Sunday, October 7, 2012

Due Process Rights and Guantanamo Bay

In the section titled "Civil Liberties and Combating Terrorism", 9/11 and its effect on civil liberties is analyzed, leading to one of the most disputed inceptions of Post 9/11 America, Guantanamo Bay Detention Camp in Cuba. Established in 2002, the facility housed thousands of supposed terrorists connected with the Iraq and Afghanistan war, under the Bush administration.

First off, the Human Rights complaints of this place were endless streams of everything from Chinese  water drip torture, to beatings, to sleep deprivation, to many other different types of psychological and physical torture, most of these reports coming from released inmates.

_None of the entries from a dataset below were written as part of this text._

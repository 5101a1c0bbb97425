//! Linux procfs resource probe
//!
//! Reads raw node counters from the proc filesystem:
//! - /proc/stat for aggregate CPU time
//! - /proc/meminfo for memory in use
//! - /proc/diskstats for per-device I/O busy time

use super::ResourceProbe;
use crate::models::{DeviceIoStats, IoStatsSnapshot};
use anyhow::{Context, Result};
use async_trait::async_trait;
use parking_lot::Mutex;
use std::collections::HashMap;
use std::path::{Path, PathBuf};
use tokio::fs;
use tokio::time::Instant;

/// Aggregate CPU jiffies from the first line of /proc/stat
#[derive(Debug, Clone, Copy, PartialEq, Eq)]
pub struct CpuTimes {
    pub busy: u64,
    pub total: u64,
}

/// Resource probe backed by /proc
pub struct ProcfsProbe {
    proc_path: PathBuf,
    /// Only these devices are considered when set
    devices: Option<Vec<String>>,
    prev_cpu: Mutex<Option<CpuTimes>>,
    started: Instant,
}

impl ProcfsProbe {
    pub fn new() -> Self {
        Self::with_proc_path("/proc")
    }

    /// Create probe with custom proc path (for testing)
    pub fn with_proc_path(proc_path: impl Into<PathBuf>) -> Self {
        Self {
            proc_path: proc_path.into(),
            devices: None,
            prev_cpu: Mutex::new(None),
            started: Instant::now(),
        }
    }

    /// Restrict I/O tracking to the named block devices
    pub fn with_devices(mut self, devices: Vec<String>) -> Self {
        self.devices = Some(devices);
        self
    }

    /// Parse the aggregate `cpu` line of /proc/stat.
    /// Idle and iowait count as not busy.
    pub fn parse_cpu_times(content: &str) -> Result<CpuTimes> {
        let line = content
            .lines()
            .find(|l| l.starts_with("cpu "))
            .context("No aggregate cpu line in stat")?;

        let fields: Vec<u64> = line
            .split_whitespace()
            .skip(1)
            .map(|v| v.parse::<u64>())
            .collect::<Result<_, _>>()
            .context("Failed to parse cpu times")?;

        if fields.len() < 4 {
            anyhow::bail!("Expected at least 4 cpu time fields, got {}", fields.len());
        }

        // guest and guest_nice are already included in user and nice
        let total: u64 = fields.iter().take(8).sum();
        let idle = fields[3] + fields.get(4).copied().unwrap_or(0);

        Ok(CpuTimes {
            busy: total.saturating_sub(idle),
            total,
        })
    }

    /// Memory in use as a percentage of MemTotal
    pub fn parse_memory_used_percent(content: &str) -> Result<f64> {
        let mut values: HashMap<&str, u64> = HashMap::new();
        for line in content.lines() {
            let mut parts = line.split_whitespace();
            if let (Some(key), Some(value)) = (parts.next(), parts.next()) {
                if let Ok(v) = value.parse::<u64>() {
                    values.insert(key.trim_end_matches(':'), v);
                }
            }
        }

        let total = *values.get("MemTotal").context("MemTotal missing")?;
        if total == 0 {
            anyhow::bail!("MemTotal is zero");
        }

        let available = match values.get("MemAvailable") {
            Some(v) => *v,
            None => {
                values.get("MemFree").copied().unwrap_or(0)
                    + values.get("Buffers").copied().unwrap_or(0)
                    + values.get("Cached").copied().unwrap_or(0)
            }
        };

        Ok(total.saturating_sub(available) as f64 * 100.0 / total as f64)
    }

    /// Parse /proc/diskstats into per-device busy time.
    ///
    /// Loop and ram devices are dropped, as are partitions whose parent disk is listed.
    pub fn parse_diskstats(content: &str, allow: Option<&[String]>) -> Vec<DeviceIoStats> {
        let mut devices = Vec::new();

        for line in content.lines() {
            let parts: Vec<&str> = line.split_whitespace().collect();
            // major minor name + 10 counters at minimum; io_ticks is the 10th counter
            if parts.len() < 13 {
                continue;
            }
            let name = parts[2];
            if let Ok(io_time_millis) = parts[12].parse::<u64>() {
                devices.push(DeviceIoStats {
                    device_name: name.to_string(),
                    io_time_millis,
                });
            }
        }

        if let Some(allow) = allow {
            devices.retain(|d| allow.iter().any(|a| a == &d.device_name));
            return devices;
        }

        let names: Vec<String> = devices.iter().map(|d| d.device_name.clone()).collect();
        devices.retain(|d| {
            let name = d.device_name.as_str();
            !name.starts_with("loop")
                && !name.starts_with("ram")
                && !is_partition(name, &names)
        });
        devices
    }

    async fn read(&self, file: &str) -> Result<String> {
        let path = self.proc_path.join(file);
        read_to_string(&path).await
    }
}

impl Default for ProcfsProbe {
    fn default() -> Self {
        Self::new()
    }
}

fn is_partition(name: &str, all: &[String]) -> bool {
    all.iter().any(|parent| {
        name.strip_prefix(parent.as_str()).is_some_and(|rest| {
            // sda1, nvme0n1p1
            let rest = rest.strip_prefix('p').unwrap_or(rest);
            !rest.is_empty() && rest.chars().all(|c| c.is_ascii_digit())
        })
    })
}

async fn read_to_string(path: &Path) -> Result<String> {
    fs::read_to_string(path)
        .await
        .with_context(|| format!("Failed to read {}", path.display()))
}

#[async_trait]
impl ResourceProbe for ProcfsProbe {
    async fn prime(&self) -> Result<()> {
        let content = self.read("stat").await?;
        let current = Self::parse_cpu_times(&content)?;
        *self.prev_cpu.lock() = Some(current);
        Ok(())
    }

    async fn cpu_percent(&self) -> Result<f64> {
        let content = self.read("stat").await?;
        let current = Self::parse_cpu_times(&content)?;

        let previous = self.prev_cpu.lock().replace(current);
        let Some(previous) = previous else {
            anyhow::bail!("CPU baseline recorded, no usage available yet");
        };

        let total = current.total.saturating_sub(previous.total);
        if total == 0 {
            anyhow::bail!("No CPU time elapsed since previous sample");
        }
        let busy = current.busy.saturating_sub(previous.busy);
        Ok(busy as f64 * 100.0 / total as f64)
    }

    async fn memory_used_percent(&self) -> Result<f64> {
        let content = self.read("meminfo").await?;
        Self::parse_memory_used_percent(&content)
    }

    async fn io_stats(&self) -> Result<IoStatsSnapshot> {
        let content = self.read("diskstats").await?;
        let devices = Self::parse_diskstats(&content, self.devices.as_deref());
        let timestamp_millis = self.started.elapsed().as_millis() as u64;
        Ok(IoStatsSnapshot::new(devices, timestamp_millis))
    }
}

Additionally, the way the prisoners got to the facilities were sketchy as well…. I will never forget watching a video in Mr. Hinely's ninth grade World Geography class about Guantanamo Bay and how at the initiation of the war, pamphlets were dropped from planes over different villages in Afghanistan advertising awards for people who would "turn in" people who they thought to be terrorists. The reason this stuck out in my mind is because it made me reminisce on the tales family members have told me about Stalin-led Russia, specifically my grandmother. My grandmother was a manager at a plane factory in WWII, a prestigious position where she had many friends, but with prestige can come enemies. Of course somebody had said something claiming she was against Stalin or something of that sort, and she was taken into questioning for days without contact till she was finally released…unlike my great grandpa who under the same regime was taken to one of Stalin's internment camps in Siberia, only to return years later. It was always described to me as "your neighbor doesn't listen to you when you say to trim their hedges, so you tell the authorities that they are against Stalin and your neighbor disappears for years or for good." This similar tactic may have been the reason for thousands of people who some were even found innocent were taken from their homes to this torturous place, Guantanamo Bay, because there was something in it for the person turning them in.

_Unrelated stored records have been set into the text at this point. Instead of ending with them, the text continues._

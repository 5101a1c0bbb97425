//! Per-resource smoothing of polled utilisation values

use super::{Ewma, RollingWindow};
use crate::models::ResourceKind;
use serde::{Deserialize, Serialize};

/// Published view of a sampler, cheap to copy to readers
#[derive(Debug, Clone, Copy, PartialEq, Serialize, Deserialize)]
pub struct SamplerSnapshot {
    pub kind: ResourceKind,
    /// Latest instantaneous value
    pub usage: f64,
    /// Mean over the rolling window
    pub window_average: f64,
    /// Exponentially weighted average
    pub ewma: f64,
    /// Whether the window has filled at least once
    pub ready: bool,
    pub samples: u64,
}

/// Folds polled values for one resource kind into a rolling window and an EWMA.
///
/// Owned by the sampler task (the single writer); readers consume [`SamplerSnapshot`]s.
#[derive(Debug, Clone)]
pub struct ResourceSampler {
    kind: ResourceKind,
    window: RollingWindow<f64>,
    ewma: Ewma,
    usage: f64,
    samples: u64,
}

impl ResourceSampler {
    pub fn new(kind: ResourceKind, window_size: usize, alpha: f64) -> Self {
        Self {
            kind,
            window: RollingWindow::new(window_size),
            ewma: Ewma::new(alpha, 0.0),
            usage: 0.0,
            samples: 0,
        }
    }

    pub fn kind(&self) -> ResourceKind {
        self.kind
    }

    /// Record one polled value (percent)
    pub fn record(&mut self, usage: f64) {
        let usage = if usage.is_finite() {
            usage.clamp(0.0, 100.0)
        } else {
            return;
        };
        self.usage = usage;
        self.window.push(usage);
        self.ewma.add_value(usage);
        self.samples += 1;
    }

    /// Latest instantaneous value
    pub fn usage(&self) -> f64 {
        self.usage
    }

    /// Smoothed (EWMA) value
    pub fn average(&self) -> f64 {
        self.ewma.average()
    }

    pub fn window_average(&self) -> f64 {
        self.window.average()
    }

    pub fn is_ready(&self) -> bool {
        self.window.is_full()
    }

    pub fn snapshot(&self) -> SamplerSnapshot {
        SamplerSnapshot {
            kind: self.kind,
            usage: self.usage,
            window_average: self.window_average(),
            ewma: self.average(),
            ready: self.is_ready(),
            samples: self.samples,
        }
    }
}
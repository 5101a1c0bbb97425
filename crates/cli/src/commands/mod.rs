//! Subcommand implementations

pub mod evaluate;
pub mod settings;
pub mod stats;
//! Admission evaluation command

use anyhow::Result;
use colored::Colorize;

use crate::client::{ApiClient, EvaluateRequest};
use crate::output::{print_error, print_json, print_success, OutputFormat};

/// Ask the agent whether an action would be admitted right now.
///
/// Returns whether the action was admitted.
pub async fn evaluate(
    client: &ApiClient,
    action: &str,
    action_type: Option<String>,
    format: OutputFormat,
) -> Result<bool> {
    let response = client
        .evaluate(&EvaluateRequest {
            action: action.to_string(),
            action_type,
        })
        .await?;

    match format {
        OutputFormat::Json => print_json(&response)?,
        OutputFormat::Table => {
            let action_type = response
                .action_type
                .as_deref()
                .unwrap_or("not subject to admission control");
            if response.admitted {
                print_success(&format!("{} admitted ({})", action.cyan(), action_type));
            } else {
                print_error(&format!("{} rejected ({})", action.cyan(), action_type));
                if let Some(reason) = &response.reason {
                    eprintln!("  {}", reason.dimmed());
                }
            }
        }
    }

    Ok(response.admitted)
}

Of course we need to learn not to make the same mistake twice in history, and after this… three times in history and even more that haven't been mentioned.

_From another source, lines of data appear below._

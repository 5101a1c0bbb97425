//! Ingress interceptor
//!
//! [`AdmissionControlLayer`] wraps any tower service whose requests carry an
//! action name. Requests with an action type are checked by the
//! [`AdmissionControlService`] before reaching the inner service; a rejection
//! is returned as the inner service's error type.
//!
//! The inner service must be `Clone`: each call takes the instance that was
//! driven to readiness, so a rejected request releases any capacity reserved
//! by `poll_ready` (`ConcurrencyLimit`, `Buffer`).

use crate::dispatcher::AdmissionControlService;
use crate::error::AdmissionError;
use crate::models::ActionType;
use std::future::Future;
use std::pin::Pin;
use std::sync::Arc;
use std::task::{Context, Poll};
use tower::{Layer, Service};

/// Request metadata needed for admission
pub trait AdmissionRequest {
    fn action(&self) -> &str;

    /// `None` bypasses admission control
    fn action_type(&self) -> Option<ActionType>;
}

#[derive(Clone)]
pub struct AdmissionControlLayer {
    service: Arc<AdmissionControlService>,
}

impl AdmissionControlLayer {
    pub fn new(service: Arc<AdmissionControlService>) -> Self {
        Self { service }
    }
}

impl<S> Layer<S> for AdmissionControlLayer {
    type Service = AdmissionControlInterceptor<S>;

    fn layer(&self, inner: S) -> Self::Service {
        AdmissionControlInterceptor {
            inner,
            service: self.service.clone(),
        }
    }
}

#[derive(Clone)]
pub struct AdmissionControlInterceptor<S> {
    inner: S,
    service: Arc<AdmissionControlService>,
}

impl<S, R> Service<R> for AdmissionControlInterceptor<S>
where
    S: Service<R> + Clone,
    S::Future: Send + 'static,
    S::Error: From<AdmissionError> + Send + 'static,
    S::Response: Send + 'static,
    R: AdmissionRequest,
{
    type Response = S::Response;
    type Error = S::Error;
    type Future = Pin<Box<dyn Future<Output = Result<S::Response, S::Error>> + Send>>;

    fn poll_ready(&mut self, cx: &mut Context<'_>) -> Poll<Result<(), Self::Error>> {
        self.inner.poll_ready(cx)
    }

    fn call(&mut self, request: R) -> Self::Future {
        // Take the service that was driven to readiness; a rejection drops it
        // and releases whatever capacity it reserved.
        let clone = self.inner.clone();
        let mut inner = std::mem::replace(&mut self.inner, clone);

        if let Some(action_type) = request.action_type() {
            if let Err(err) = self.service.apply(request.action(), action_type) {
                drop(inner);
                return Box::pin(std::future::ready(Err(err.into())));
            }
        }
        Box::pin(inner.call(request))
    }
}
//! Resource usage tracking
//!
//! Polls a raw counter source at a fixed interval and turns CPU, memory and
//! disk I/O readings into smoothed utilisation signals (rolling window + EWMA)
//! that are published as [`NodeResourceUsageStats`](crate::models::NodeResourceUsageStats).

mod ewma;
mod io;
mod r#loop;
mod procfs;
mod sampler;
mod window;


pub use ewma::{Ewma, DEFAULT_ALPHA};
pub use io::IoUsageCalculator;
pub use procfs::{CpuTimes, ProcfsProbe};
pub use r#loop::{ResourceTracker, ResourceTrackerBuilder, TickOutcome, TrackerSnapshots};
pub use sampler::{ResourceSampler, SamplerSnapshot};
pub use window::{RollingWindow, DEFAULT_WINDOW_SIZE};

use crate::models::IoStatsSnapshot;
use anyhow::Result;

pub use async_trait::async_trait;

/// Source of raw node resource counters
#[async_trait]
pub trait ResourceProbe: Send + Sync {
    /// Record baselines for delta based counters before the first poll
    async fn prime(&self) -> Result<()> {
        Ok(())
    }

    /// Node CPU utilisation in percent since the previous call
    async fn cpu_percent(&self) -> Result<f64>;

    /// Memory in use, in percent of the available total
    async fn memory_used_percent(&self) -> Result<f64>;

    /// Cumulative disk busy-time counters
    async fn io_stats(&self) -> Result<IoStatsSnapshot>;
}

But what does this all have to do with due process rights?

Illegal incarceration and torture are considered to be federal crimes! For this reason, in 2004, the Supreme Court ruled that the detainees had a right to habeas corpus, which is a court order in which a judge requires authorities to prove that a prisoner is being held lawfully and that allow the prisoner be freed if the judge is not persuaded by the government's case. The rights imply that prisoners have a right to know what charges are being made against them, something many Guantanamo prisoners did not know especially because some were being held without trial! Bush argued that under the Military Commissions Act of 2006, detainees had significantly less rights of habeas corpus and that the act eliminated the right to challenge the detention, transfer, treatment, trial or conditions of confinement of the detainees. But in 2008 in Boumediene vs Bush, the Supreme Court ruled that the provision of the Military Commissions Act  that stripped detainees of this right to hear habeas corpus petitions.

When Obama took office he vowed to close down the controversial facility by 2010 and having the prisoners moved to Illinois.  Additionally, he assisted the efforts by holding trials for some of the detainees like a man named Khalid Shaikh Mohammed for his role in the 9/11 attacks. The book presents this political cartoon in order to illustrate the trials, indicating American's view of the trials and the detainees, as if they were entertaining, a mockery, and that the man on trial wasn't a man but a freak of nature, the way acts are presented at circuses like compared to in the cartoon.



Since then Guanatamo Bay has been mostly closed under the Obama administration, but the issue of legality and the human rights violations are still very fresh in our minds.